News from the front lines of the Ebola crisis: Nigera has been declared free from the infection after an impressive display of… competence and courage.
Nigeria has been declared officially free of Ebola after six weeks with no new cases, the World Health Organization (WHO) says.
WHO representative Rui Gama Vaz, speaking in the capital Abuja, said it was a “spectacular success story”.
Nigeria won praise for its swift response after a Liberian diplomat brought the disease there in July.
Credit for this first rollback of Ebola’s spread goes to the first medical team who encountered it in the form of that Liberian diplomat, an individual who was already symptomatic when he got on the plane to Nigeria and who had to be restrained to keep him from leaving the hospital and infecting others. The medical team that treated him, including the lead physician, Ameyo Stella Adadevoh (who kept the patient isolated despite pressure from Liberian authorities), were exposed to the disease. Dr. Adadevoh later died as a result of that exposure.

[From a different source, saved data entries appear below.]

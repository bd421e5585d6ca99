//! Selection and mode state
//!
//! Tracks the selected node and the active presentation mode, and drives the
//! coordinator whenever either changes. Every resolution is tagged with the
//! key it was issued for; when it completes after the selection has moved on,
//! its result is dropped instead of replacing what is on display.

use crate::coordinator::ContentCoordinator;
use crate::error::{ContentError, ContentResult, FetchError};
use crate::types::{CacheEntry, CacheKey, Mode, RoadmapContext};
use indexmap::IndexMap;
use parking_lot::Mutex;
use std::sync::Arc;

/// The node currently selected
#[derive(Debug, Clone, PartialEq, Eq)]
pub struct SelectedNode {
    /// Node id
    pub id: String,
    /// Label used to key content
    pub label: String,
}

/// What the content panel should show
#[derive(Debug, Clone, Default, PartialEq, Eq)]
pub struct DisplayState {
    /// Content for the current selection and mode
    pub content: Option<Arc<CacheEntry>>,
    /// A fetch for the current selection is in flight
    pub loading: bool,
    /// Failure of the last fetch for the current selection
    pub error: Option<FetchError>,
}

/// Outcome of a selection change
#[derive(Debug, Clone, PartialEq, Eq)]
pub enum Resolution {
    /// Content for `key` is on display
    Displayed { key: CacheKey, cached: bool },
    /// The selection moved on before `key` resolved; the result was dropped
    Discarded { key: CacheKey },
    /// Mode changed with no node selected
    Idle,
}

impl Resolution {
    /// True when the result reached the display
    #[inline]
    #[must_use]
    pub fn is_displayed(&self) -> bool {
        matches!(self, Self::Displayed { .. })
    }
}

#[derive(Debug)]
struct State {
    selected: Option<SelectedNode>,
    mode: Mode,
    display: DisplayState,
}

impl State {
    fn active_key(&self, roadmap_id: &str) -> Option<CacheKey> {
        self.selected
            .as_ref()
            .map(|node| CacheKey::new(roadmap_id, node.label.clone(), self.mode))
    }
}

/// Selection/mode state bound to one roadmap
///
/// `select_node` and `set_mode` change what is selected; `retry` only
/// re-resolves it.
#[derive(Debug)]
pub struct SelectionController {
    coordinator: ContentCoordinator,
    context: RoadmapContext,
    /// Node id → label, in roadmap order
    labels: IndexMap<String, String>,
    state: Mutex<State>,
}

impl SelectionController {
    /// Create controller for a roadmap's nodes
    pub fn new<I, A, B>(
        coordinator: ContentCoordinator,
        context: RoadmapContext,
        nodes: I,
        initial_mode: Mode,
    ) -> Self
    where
        I: IntoIterator<Item = (A, B)>,
        A: Into<String>,
        B: Into<String>,
    {
        Self {
            coordinator,
            context,
            labels: nodes
                .into_iter()
                .map(|(id, label)| (id.into(), label.into()))
                .collect(),
            state: Mutex::new(State {
                selected: None,
                mode: initial_mode,
                display: DisplayState::default(),
            }),
        }
    }

    /// Select a node and resolve its content in the active mode
    ///
    /// # Errors
    /// - `ContentError::UnknownNode` if `id` is not in the roadmap
    /// - `ContentError::Fetch` if the fetch failed and the node is still selected
    pub async fn select_node(&self, id: &str) -> ContentResult<Resolution> {
        let label = self
            .labels
            .get(id)
            .ok_or_else(|| ContentError::UnknownNode(id.to_string()))?
            .clone();

        let key = {
            let mut state = self.state.lock();
            state.selected = Some(SelectedNode {
                id: id.to_string(),
                label,
            });
            // A different node never shows the previous node's content.
            state.display.content = None;
            state
                .active_key(&self.context.roadmap_id)
                .ok_or_else(|| ContentError::UnknownNode(id.to_string()))?
        };

        self.show(key).await
    }

    /// Switch presentation mode, re-resolving the selected node
    ///
    /// # Errors
    /// `ContentError::Fetch` if the fetch failed and the selection is unchanged.
    pub async fn set_mode(&self, mode: Mode) -> ContentResult<Resolution> {
        let key = {
            let mut state = self.state.lock();
            state.mode = mode;
            state.active_key(&self.context.roadmap_id)
        };

        match key {
            Some(key) => self.show(key).await,
            None => Ok(Resolution::Idle),
        }
    }

    /// Re-resolve the active key, typically after a failed fetch
    ///
    /// # Errors
    /// - `ContentError::NoSelection` if no node is selected
    /// - `ContentError::Fetch` if the fetch failed again
    pub async fn retry(&self) -> ContentResult<Resolution> {
        let key = self.active_key().ok_or(ContentError::NoSelection)?;
        self.show(key).await
    }

    /// Resolve `key` and apply the result if it is still the active key
    async fn show(&self, key: CacheKey) -> ContentResult<Resolution> {
        if let Some(entry) = self.coordinator.cached(&key) {
            let mut state = self.state.lock();
            if state.active_key(&self.context.roadmap_id).as_ref() != Some(&key) {
                return Ok(Resolution::Discarded { key });
            }
            state.display = DisplayState {
                content: Some(entry),
                loading: false,
                error: None,
            };
            return Ok(Resolution::Displayed { key, cached: true });
        }

        {
            let mut state = self.state.lock();
            state.display.loading = true;
            state.display.error = None;
        }

        let result = self
            .coordinator
            .resolve(&self.context, &key.node_label, key.mode)
            .await;

        let mut state = self.state.lock();
        if state.active_key(&self.context.roadmap_id).as_ref() != Some(&key) {
            tracing::debug!(%key, "discarding stale content response");
            return Ok(Resolution::Discarded { key });
        }

        state.display.loading = false;
        match result {
            Ok(entry) => {
                state.display.content = Some(entry);
                Ok(Resolution::Displayed { key, cached: false })
            }
            Err(err) => {
                state.display.error = Some(err.clone());
                Err(err.into())
            }
        }
    }

    /// Snapshot of what should be displayed
    #[must_use]
    pub fn display(&self) -> DisplayState {
        self.state.lock().display.clone()
    }

    /// Currently selected node
    #[must_use]
    pub fn selected(&self) -> Option<SelectedNode> {
        self.state.lock().selected.clone()
    }

    /// Active presentation mode
    #[must_use]
    pub fn mode(&self) -> Mode {
        self.state.lock().mode
    }

    /// Cache key the display is bound to
    #[must_use]
    pub fn active_key(&self) -> Option<CacheKey> {
        self.state.lock().active_key(&self.context.roadmap_id)
    }

    /// Roadmap this controller serves
    #[must_use]
    pub fn context(&self) -> &RoadmapContext {
        &self.context
    }

    /// Underlying cache
    #[must_use]
    pub fn coordinator(&self) -> &ContentCoordinator {
        &self.coordinator
    }
}

#[cfg(test)]
mod tests {
    use super::*;
    use crate::error::GenerateError;
    use crate::generator::MockContentGenerator;
    use crate::types::GeneratedContent;

    fn controller(generator: MockContentGenerator) -> SelectionController {
        SelectionController::new(
            ContentCoordinator::new(generator),
            RoadmapContext::new("rm1", "Rust", "Normal", "English"),
            [("1", "Intro"), ("2", "Ownership")],
            Mode::Story,
        )
    }

    fn echo() -> MockContentGenerator {
        let mut generator = MockContentGenerator::new();
        generator
            .expect_generate()
            .returning(|req| Ok(GeneratedContent::text(format!("{}:{}", req.node_label, req.mode))));
        generator
    }

    #[tokio::test]
    async fn mode_change_without_selection_is_idle() {
        let controller = controller(MockContentGenerator::new());
        assert_eq!(controller.set_mode(Mode::Exam).await.unwrap(), Resolution::Idle);
        assert_eq!(controller.mode(), Mode::Exam);
        assert_eq!(controller.display(), DisplayState::default());
    }

    #[tokio::test]
    async fn select_then_switch_mode_then_back_hits_cache() {
        let controller = controller(echo());

        let first = controller.select_node("1").await.unwrap();
        assert_eq!(
            first,
            Resolution::Displayed {
                key: CacheKey::new("rm1", "Intro", Mode::Story),
                cached: false
            }
        );

        controller.set_mode(Mode::Deep).await.unwrap();
        assert_eq!(controller.display().content.unwrap().content, "Intro:deep");

        let back = controller.set_mode(Mode::Story).await.unwrap();
        assert!(matches!(back, Resolution::Displayed { cached: true, .. }));
        assert_eq!(controller.display().content.unwrap().content, "Intro:story");
        let stats = controller.coordinator().stats();
        assert_eq!((stats.fetches, stats.hits), (2, 1));
    }

    #[tokio::test]
    async fn unknown_node_is_rejected() {
        let controller = controller(MockContentGenerator::new());
        let err = controller.select_node("99").await.unwrap_err();
        assert_eq!(err, ContentError::UnknownNode("99".into()));
        assert!(controller.selected().is_none());
    }

    #[tokio::test]
    async fn failure_is_shown_for_current_selection() {
        let mut generator = MockContentGenerator::new();
        generator
            .expect_generate()
            .returning(|_| Err(GenerateError::Rejected("model unavailable".into())));

        let controller = controller(generator);
        let err = controller.select_node("2").await.unwrap_err();

        assert!(matches!(err, ContentError::Fetch(_)));
        let display = controller.display();
        assert!(!display.loading);
        assert!(display.content.is_none());
        assert!(display.error.is_some());
    }

    #[tokio::test]
    async fn retry_needs_a_selection() {
        let controller = controller(MockContentGenerator::new());
        assert_eq!(controller.retry().await.unwrap_err(), ContentError::NoSelection);
    }
}
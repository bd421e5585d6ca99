//! Order within rank
//!
//! Median heuristic with alternating sweeps. Each rank starts in
//! first-appearance order; a down sweep reorders a rank by the median position
//! of each node's parents, an up sweep by its children. Nodes with no
//! neighbour on the swept side keep their slot. Ties keep the previous order.
//! The ordering with the fewest crossings seen is returned.

use super::rank::IndexedGraph;
use petgraph::Direction;

/// Nodes of every rank, left to right
pub(crate) type Layers = Vec<Vec<usize>>;

/// Compute the final order of every rank
pub(crate) fn order_ranks(graph: &IndexedGraph, ranks: &[usize], passes: usize) -> Layers {
    let rank_count = ranks.iter().max().map_or(0, |r| r + 1);

    let mut layers: Layers = vec![Vec::new(); rank_count];
    for (node, &rank) in ranks.iter().enumerate() {
        layers[rank].push(node);
    }

    let parents: Vec<Vec<usize>> = (0..graph.len())
        .map(|n| graph.neighbours(n, Direction::Incoming))
        .collect();
    let children: Vec<Vec<usize>> = (0..graph.len())
        .map(|n| graph.neighbours(n, Direction::Outgoing))
        .collect();

    let mut position = positions(&layers, graph.len());
    let mut best = layers.clone();
    let mut best_crossings = count_crossings(&layers, ranks, &children, &position);
    let mut idle_passes = 0;

    for pass in 0..passes {
        if best_crossings == 0 || idle_passes >= 2 {
            break;
        }

        let changed = if pass % 2 == 0 {
            (1..rank_count).fold(false, |acc, r| {
                sweep(&mut layers[r], &parents, &mut position) | acc
            })
        } else {
            (0..rank_count.saturating_sub(1)).rev().fold(false, |acc, r| {
                sweep(&mut layers[r], &children, &mut position) | acc
            })
        };

        idle_passes = if changed { 0 } else { idle_passes + 1 };

        let crossings = count_crossings(&layers, ranks, &children, &position);
        if crossings < best_crossings {
            best_crossings = crossings;
            best.clone_from(&layers);
        }
    }

    tracing::trace!(crossings = best_crossings, "ordering settled");
    best
}

/// Position of every node within its rank
pub(crate) fn positions(layers: &Layers, node_count: usize) -> Vec<usize> {
    let mut position = vec![0; node_count];
    for layer in layers {
        for (i, &node) in layer.iter().enumerate() {
            position[node] = i;
        }
    }
    position
}

/// Reorder one rank; returns whether anything moved
fn sweep(layer: &mut [usize], neighbours: &[Vec<usize>], position: &mut [usize]) -> bool {
    let mut movable: Vec<(f64, usize, usize)> = Vec::with_capacity(layer.len());
    let mut slots: Vec<usize> = Vec::with_capacity(layer.len());

    for (slot, &node) in layer.iter().enumerate() {
        if let Some(key) = median(neighbours[node].iter().map(|&m| position[m])) {
            movable.push((key, position[node], node));
            slots.push(slot);
        }
    }

    movable.sort_by(|a, b| a.0.total_cmp(&b.0).then(a.1.cmp(&b.1)));

    let mut changed = false;
    for (slot, (_, _, node)) in slots.into_iter().zip(movable) {
        if layer[slot] != node {
            layer[slot] = node;
            changed = true;
        }
    }

    for (i, &node) in layer.iter().enumerate() {
        position[node] = i;
    }
    changed
}

/// Median of positions; even counts average the two middle values
#[allow(clippy::cast_precision_loss)]
fn median(values: impl Iterator<Item = usize>) -> Option<f64> {
    let mut values: Vec<usize> = values.collect();
    if values.is_empty() {
        return None;
    }
    values.sort_unstable();

    let mid = values.len() / 2;
    if values.len() % 2 == 1 {
        Some(values[mid] as f64)
    } else {
        Some((values[mid - 1] + values[mid]) as f64 / 2.0)
    }
}

/// Crossings between consecutive ranks
///
/// Only edges spanning exactly one rank are counted.
pub(crate) fn count_crossings(
    layers: &Layers,
    ranks: &[usize],
    children: &[Vec<usize>],
    position: &[usize],
) -> usize {
    let mut total = 0;

    for layer in layers {
        let mut segments: Vec<(usize, usize)> = Vec::new();
        for &u in layer {
            for &v in &children[u] {
                if ranks[v] == ranks[u] + 1 {
                    segments.push((position[u], position[v]));
                }
            }
        }

        for (i, a) in segments.iter().enumerate() {
            for b in &segments[i + 1..] {
                if (a.0 < b.0 && a.1 > b.1) || (a.0 > b.0 && a.1 < b.1) {
                    total += 1;
                }
            }
        }
    }

    total
}
//! Content resolution configuration

use crate::types::Mode;
use serde::{Deserialize, Serialize};

/// Configuration for a content session
#[derive(Debug, Clone, PartialEq, Eq, Serialize, Deserialize)]
#[serde(default)]
pub struct ContentConfig {
    /// Mode active before the first explicit switch
    pub default_mode: Mode,
    /// Difficulty sent when the snapshot carries none
    pub default_difficulty: String,
    /// Language sent when the snapshot carries none
    pub default_language: String,
    /// Concurrent fetches during prefetch
    pub prefetch_limit: usize,
}

impl ContentConfig {
    /// Create default configuration
    #[inline]
    #[must_use]
    pub fn new() -> Self {
        Self::default()
    }

    /// With initial mode
    #[inline]
    #[must_use]
    pub fn with_default_mode(mut self, mode: Mode) -> Self {
        self.default_mode = mode;
        self
    }

    /// With fallback difficulty and language
    #[inline]
    #[must_use]
    pub fn with_defaults(mut self, difficulty: impl Into<String>, language: impl Into<String>) -> Self {
        self.default_difficulty = difficulty.into();
        self.default_language = language.into();
        self
    }

    /// With prefetch concurrency
    #[inline]
    #[must_use]
    pub fn with_prefetch_limit(mut self, limit: usize) -> Self {
        self.prefetch_limit = limit.max(1);
        self
    }
}

impl Default for ContentConfig {
    fn default() -> Self {
        Self {
            default_mode: Mode::Story,
            default_difficulty: "Normal".to_string(),
            default_language: "English".to_string(),
            prefetch_limit: 4,
        }
    }
}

The quick action of Dr. Adadevoh and her team, followed by a full on effort by the government to both educate the public, as well as discover, isolate and treat victims, made the difference. Unlike the bureaucratic wrangling that characterized the response in the UN’s World Health Organization (in part blamed on clueless political appointees in its leadership), or the fear-mongering and inept, “market” oriented, handling of the crisis here in in the U.S. (along with the willingness of some self-important individuals to break quarantine), public health agencies and staff in Nigeria demonstrated what could be done with a combination of razor-sharp competence and bold, decisive, self-sacrificing action.